Very many years had elapsed since there had been any contests between the patrician magistrates and the tribunes of the plebs. Now, however, a dispute arose through that family which seemed marked out by destiny to be the cause of quarrels with the plebs and its tribunes. Appius Claudius had now been censor eighteen months, the period fixed by the Aemilian Law for the duration of that office. In spite of the fact that his colleague, Gaius Plautius, had resigned, he could under no circumstances whatever be induced to vacate his office. Publius Sempronius was the tribune of the plebs who commenced an action for limiting his censorship in to the legal period. In taking this step he was acting in the interests of justice quite as much as in the interests of the people, and he carried the sympathies of the aristocracy no less than he had the support of the masses. He recited the several provisions of the Aemilian Law and extolled its author, Mamercus Aemilius, the dictator, for having shortened the censorship. Formerly, he reminded his hearers, it was held for five years, a time long enough to make it tyrannical and despotic, Aemilius limited it to eighteen months. Then turning to Appius he asked him: Pray tell me, Appius, what would you have done had you been censor at the time that Gaius Furius and Marcus Geganius were censors?" Appius Claudius replied that the tribune's question had not much bearing on his case. He argued that though the law might be binding in the case of those censors during whose period of office it was passed, because it was after they had been appointed that the people ordered the measure to become law, and the last order of the people was law for the time being, nevertheless, neither he nor any of the censors subsequently appointed could be bound by it because all succeeding censors had been appointed by the order of the people and the last order of the people was the law for the time being.(1)

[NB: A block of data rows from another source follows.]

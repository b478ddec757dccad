//! Driver interface seen by adapters
//!
//! An adapter owns the registration with whatever USB access layer it talks
//! to and forwards the four lifecycle notifications through [`UsbDriver`].

use crate::endpoint::EndpointDescriptor;
use crate::error::AttachError;
use crate::identity::{DEVICE_TABLE, DeviceIdEntry, DeviceIdentity};
use crate::manager::{DeviceKey, ResetOutcome, SessionManager};
use std::sync::Arc;

/// Name the driver registers under
pub const DRIVER_NAME: &str = "ubertooth";

/// Lifecycle operations invoked by the host environment
pub trait UsbDriver {
    /// Host-side handle to a physical device
    type Device;

    fn name(&self) -> &'static str {
        DRIVER_NAME
    }

    /// Devices the adapter should hand to this driver
    fn id_table(&self) -> &'static [DeviceIdEntry];

    /// A matching device appeared
    fn attach(
        &mut self,
        key: DeviceKey,
        device: Arc<Self::Device>,
        identity: DeviceIdentity,
        endpoints: &[EndpointDescriptor],
    ) -> Result<(), AttachError>;

    /// The device went away or the driver is unloading
    fn detach(&mut self, key: &DeviceKey);

    /// A bus reset is about to happen
    fn pre_reset(&mut self, key: &DeviceKey) -> ResetOutcome;

    /// The bus reset finished
    fn post_reset(&mut self, key: &DeviceKey) -> ResetOutcome;
}

impl<D> UsbDriver for SessionManager<D> {
    type Device = D;

    fn id_table(&self) -> &'static [DeviceIdEntry] {
        &DEVICE_TABLE
    }

    fn attach(
        &mut self,
        key: DeviceKey,
        device: Arc<D>,
        identity: DeviceIdentity,
        endpoints: &[EndpointDescriptor],
    ) -> Result<(), AttachError> {
        SessionManager::attach(self, key, device, identity, endpoints).map(|_| ())
    }

    fn detach(&mut self, key: &DeviceKey) {
        SessionManager::detach(self, key);
    }

    fn pre_reset(&mut self, key: &DeviceKey) -> ResetOutcome {
        SessionManager::pre_reset(self, key)
    }

    fn post_reset(&mut self, key: &DeviceKey) -> ResetOutcome {
        SessionManager::post_reset(self, key)
    }
}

(1): Appius' argument is this: The Aemilian Law only restricted the censorship of Furius and Geganius, because whilst their election was tantamount to one "order of the people" the Aemilian Law was a second "order of the people" superseding the first. But in all subsequent elections there was only one "order of the people," viz. the election itself, and therefore the original law which fixed the duration of the office at five years resumed its validity.

Q. Fabius, insequentis anni consul, bellum ad Sutrium excepit; collega Fabio C. Marcius Rutulus datus est; ceterum et Fabius supplementum ab Roma adduxit et nouus exercitus domo accitus Etruscis uenit. Permulti anni iam erant cum inter patricios magistratus tribunosque nulla certamina fuerant, cum ex ea familia, quae uelut fatales cum tribunis ac plebe erat, certamen oritur. Ap. Claudius censor circumactis decem et octo mensibus, quod Aemilia lege finitum censurae spatium temporis erat, cum C. Plautius collega eius magistratu se abdicasset, nulla ui compelli ut abdicaret potuit. P. Sempronius erat tribunus plebis, qui finiendae censurae inter legitimum tempus actionem susceperat, non popularem magis quam iustam nec in uolgus quam optimo cuique gratiorem. Is cum identidem legem Aemiliam recitaret auctoremque eius Mam. Aemilium dictatorem laudibus ferret, qui quinquennalem ante [censuram] et longinquitate potestatem dominantem intra sex mensum et anni coegisset spatium, "dic agedum" inquit, "Appi Claudi, quidnam facturus fueris, si eo tempore quo C. Furius et M. Geganius censores fuerunt censor fuisses." negare Appius interrogationem tribuni magno opere ad causam pertinere suam; nam, etsi tenuerit lex Aemilia eos censores, quorum in magistratu lata esset, quia post illos censores creatos eam legem populus iussisset, quodque postremum iussisset id ius ratumque esset, non tamen aut se aut eorum quemquam, qui post eam legem latam creati censores essent, teneri ea lege potuisse.